#### Entries shown

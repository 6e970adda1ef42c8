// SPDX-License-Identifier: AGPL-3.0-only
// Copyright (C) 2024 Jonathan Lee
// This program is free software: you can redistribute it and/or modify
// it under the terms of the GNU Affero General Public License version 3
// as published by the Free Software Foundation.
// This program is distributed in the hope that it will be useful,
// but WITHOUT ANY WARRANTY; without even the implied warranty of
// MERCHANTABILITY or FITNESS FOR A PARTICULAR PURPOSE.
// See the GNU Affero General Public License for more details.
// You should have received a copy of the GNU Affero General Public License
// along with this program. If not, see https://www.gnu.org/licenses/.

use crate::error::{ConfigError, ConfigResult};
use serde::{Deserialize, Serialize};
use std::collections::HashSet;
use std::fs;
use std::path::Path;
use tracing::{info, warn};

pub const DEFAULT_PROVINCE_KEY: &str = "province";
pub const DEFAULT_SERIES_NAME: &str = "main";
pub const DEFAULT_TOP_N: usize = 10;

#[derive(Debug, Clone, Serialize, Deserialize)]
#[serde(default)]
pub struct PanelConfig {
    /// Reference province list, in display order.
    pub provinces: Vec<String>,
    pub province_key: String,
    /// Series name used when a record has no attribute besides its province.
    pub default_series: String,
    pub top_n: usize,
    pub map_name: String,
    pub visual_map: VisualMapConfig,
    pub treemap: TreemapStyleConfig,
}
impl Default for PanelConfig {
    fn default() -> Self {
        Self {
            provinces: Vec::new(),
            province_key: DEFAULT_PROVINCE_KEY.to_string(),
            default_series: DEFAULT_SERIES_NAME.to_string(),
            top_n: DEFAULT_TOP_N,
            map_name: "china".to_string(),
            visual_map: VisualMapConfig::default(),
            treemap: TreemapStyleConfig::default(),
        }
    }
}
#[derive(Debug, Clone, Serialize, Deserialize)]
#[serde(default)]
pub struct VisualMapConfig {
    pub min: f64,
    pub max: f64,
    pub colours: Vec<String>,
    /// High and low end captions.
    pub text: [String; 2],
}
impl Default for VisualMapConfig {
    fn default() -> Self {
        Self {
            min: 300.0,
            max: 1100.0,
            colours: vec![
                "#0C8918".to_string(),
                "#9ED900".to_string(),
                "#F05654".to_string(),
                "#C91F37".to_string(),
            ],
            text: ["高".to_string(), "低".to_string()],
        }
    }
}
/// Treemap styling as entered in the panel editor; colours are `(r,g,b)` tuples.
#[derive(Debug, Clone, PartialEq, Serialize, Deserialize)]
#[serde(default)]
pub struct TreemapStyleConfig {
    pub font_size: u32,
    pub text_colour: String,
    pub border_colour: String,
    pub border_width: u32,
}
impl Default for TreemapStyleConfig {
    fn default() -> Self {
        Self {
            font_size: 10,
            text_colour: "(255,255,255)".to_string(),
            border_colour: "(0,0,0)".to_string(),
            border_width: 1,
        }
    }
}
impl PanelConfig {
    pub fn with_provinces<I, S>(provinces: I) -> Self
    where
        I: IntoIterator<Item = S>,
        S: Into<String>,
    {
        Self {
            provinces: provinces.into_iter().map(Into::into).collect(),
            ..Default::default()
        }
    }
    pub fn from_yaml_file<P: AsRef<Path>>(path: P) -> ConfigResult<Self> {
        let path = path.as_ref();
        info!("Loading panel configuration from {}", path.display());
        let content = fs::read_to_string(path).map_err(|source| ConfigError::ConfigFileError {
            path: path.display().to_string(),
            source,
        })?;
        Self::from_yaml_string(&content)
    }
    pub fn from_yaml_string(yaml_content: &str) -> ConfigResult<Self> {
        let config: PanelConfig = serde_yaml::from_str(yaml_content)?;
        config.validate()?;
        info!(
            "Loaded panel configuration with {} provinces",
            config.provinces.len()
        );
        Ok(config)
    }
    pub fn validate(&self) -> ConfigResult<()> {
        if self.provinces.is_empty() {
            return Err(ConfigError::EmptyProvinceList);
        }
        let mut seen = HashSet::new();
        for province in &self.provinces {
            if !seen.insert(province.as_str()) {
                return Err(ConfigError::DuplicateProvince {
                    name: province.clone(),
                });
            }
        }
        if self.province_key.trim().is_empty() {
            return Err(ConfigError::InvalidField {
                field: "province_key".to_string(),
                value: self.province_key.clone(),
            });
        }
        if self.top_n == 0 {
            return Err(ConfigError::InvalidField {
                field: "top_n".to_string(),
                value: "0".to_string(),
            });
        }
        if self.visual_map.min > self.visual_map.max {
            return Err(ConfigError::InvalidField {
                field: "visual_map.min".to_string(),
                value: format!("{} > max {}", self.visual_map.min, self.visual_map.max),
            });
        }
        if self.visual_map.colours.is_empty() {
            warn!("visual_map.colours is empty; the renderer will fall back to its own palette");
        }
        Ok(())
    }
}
==
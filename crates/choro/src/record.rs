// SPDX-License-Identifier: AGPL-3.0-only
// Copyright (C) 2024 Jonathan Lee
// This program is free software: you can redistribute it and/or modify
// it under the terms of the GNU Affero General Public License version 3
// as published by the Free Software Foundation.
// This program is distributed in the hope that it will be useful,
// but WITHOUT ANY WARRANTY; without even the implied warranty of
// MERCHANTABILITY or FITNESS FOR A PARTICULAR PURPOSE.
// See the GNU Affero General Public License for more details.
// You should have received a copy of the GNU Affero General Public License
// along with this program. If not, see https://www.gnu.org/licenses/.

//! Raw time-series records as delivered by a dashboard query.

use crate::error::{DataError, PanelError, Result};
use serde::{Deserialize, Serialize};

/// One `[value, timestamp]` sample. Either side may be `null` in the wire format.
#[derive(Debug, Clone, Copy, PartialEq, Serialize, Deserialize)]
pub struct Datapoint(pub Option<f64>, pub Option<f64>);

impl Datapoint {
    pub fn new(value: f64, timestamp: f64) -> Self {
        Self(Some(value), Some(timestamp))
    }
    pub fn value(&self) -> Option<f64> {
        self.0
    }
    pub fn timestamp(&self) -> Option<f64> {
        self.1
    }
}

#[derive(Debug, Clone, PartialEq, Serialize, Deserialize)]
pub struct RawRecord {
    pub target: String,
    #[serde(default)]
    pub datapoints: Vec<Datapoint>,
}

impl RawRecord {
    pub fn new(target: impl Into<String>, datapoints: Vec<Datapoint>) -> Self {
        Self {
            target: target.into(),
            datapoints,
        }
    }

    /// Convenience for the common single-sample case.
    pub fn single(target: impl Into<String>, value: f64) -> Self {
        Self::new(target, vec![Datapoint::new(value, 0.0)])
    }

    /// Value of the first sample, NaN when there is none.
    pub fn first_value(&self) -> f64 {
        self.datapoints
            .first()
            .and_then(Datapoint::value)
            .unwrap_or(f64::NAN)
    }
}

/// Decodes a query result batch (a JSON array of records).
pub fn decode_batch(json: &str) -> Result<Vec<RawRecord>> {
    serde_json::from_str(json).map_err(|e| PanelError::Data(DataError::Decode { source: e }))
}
--
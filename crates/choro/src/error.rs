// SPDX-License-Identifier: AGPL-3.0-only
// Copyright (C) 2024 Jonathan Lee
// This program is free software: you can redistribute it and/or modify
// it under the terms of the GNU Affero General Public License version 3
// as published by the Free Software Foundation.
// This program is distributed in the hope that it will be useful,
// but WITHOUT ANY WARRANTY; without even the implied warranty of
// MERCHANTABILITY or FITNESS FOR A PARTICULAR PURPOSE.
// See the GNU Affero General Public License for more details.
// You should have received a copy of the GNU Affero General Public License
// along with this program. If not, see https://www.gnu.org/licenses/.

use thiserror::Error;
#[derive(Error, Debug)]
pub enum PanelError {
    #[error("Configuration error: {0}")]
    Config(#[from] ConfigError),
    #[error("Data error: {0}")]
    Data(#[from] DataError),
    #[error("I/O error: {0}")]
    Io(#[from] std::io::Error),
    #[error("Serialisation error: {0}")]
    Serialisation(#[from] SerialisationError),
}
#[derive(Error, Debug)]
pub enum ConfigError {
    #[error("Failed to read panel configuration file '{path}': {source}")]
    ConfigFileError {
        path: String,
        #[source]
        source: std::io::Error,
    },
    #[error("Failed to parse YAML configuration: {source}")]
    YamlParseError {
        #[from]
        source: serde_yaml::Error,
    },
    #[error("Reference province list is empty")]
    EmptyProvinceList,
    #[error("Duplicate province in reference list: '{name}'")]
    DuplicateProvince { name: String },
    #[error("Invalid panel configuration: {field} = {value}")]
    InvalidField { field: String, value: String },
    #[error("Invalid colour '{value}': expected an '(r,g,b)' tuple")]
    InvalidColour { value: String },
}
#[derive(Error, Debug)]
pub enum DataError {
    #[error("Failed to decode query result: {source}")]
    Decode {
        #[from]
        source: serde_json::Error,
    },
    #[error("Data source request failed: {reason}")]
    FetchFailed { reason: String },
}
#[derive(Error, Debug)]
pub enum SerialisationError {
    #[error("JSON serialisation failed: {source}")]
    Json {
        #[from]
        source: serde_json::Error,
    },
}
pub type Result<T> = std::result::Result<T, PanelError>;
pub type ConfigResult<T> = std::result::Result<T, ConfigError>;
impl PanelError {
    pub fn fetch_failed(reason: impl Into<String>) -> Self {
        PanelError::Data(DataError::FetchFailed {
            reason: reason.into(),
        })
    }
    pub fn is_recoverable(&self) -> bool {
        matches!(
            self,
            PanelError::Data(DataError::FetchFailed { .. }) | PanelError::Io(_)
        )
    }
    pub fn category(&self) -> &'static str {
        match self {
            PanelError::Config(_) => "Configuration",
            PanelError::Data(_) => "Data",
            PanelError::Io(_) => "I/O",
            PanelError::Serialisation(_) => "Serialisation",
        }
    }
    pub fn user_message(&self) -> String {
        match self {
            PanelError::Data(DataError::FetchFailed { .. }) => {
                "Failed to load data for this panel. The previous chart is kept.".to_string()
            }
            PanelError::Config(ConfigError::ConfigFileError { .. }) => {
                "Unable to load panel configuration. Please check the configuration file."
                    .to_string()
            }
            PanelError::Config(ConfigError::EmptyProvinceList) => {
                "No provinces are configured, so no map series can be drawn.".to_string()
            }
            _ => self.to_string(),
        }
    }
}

#### Task instructions
Each line in the records above with "timestamp" must be returned.

#### The answer
/// One `[value, timestamp]` sample. Either side may be `null` in the wire format.
    pub fn new(value: f64, timestamp: f64) -> Self {
        Self(Some(value), Some(timestamp))
    pub fn timestamp(&self) -> Option<f64> {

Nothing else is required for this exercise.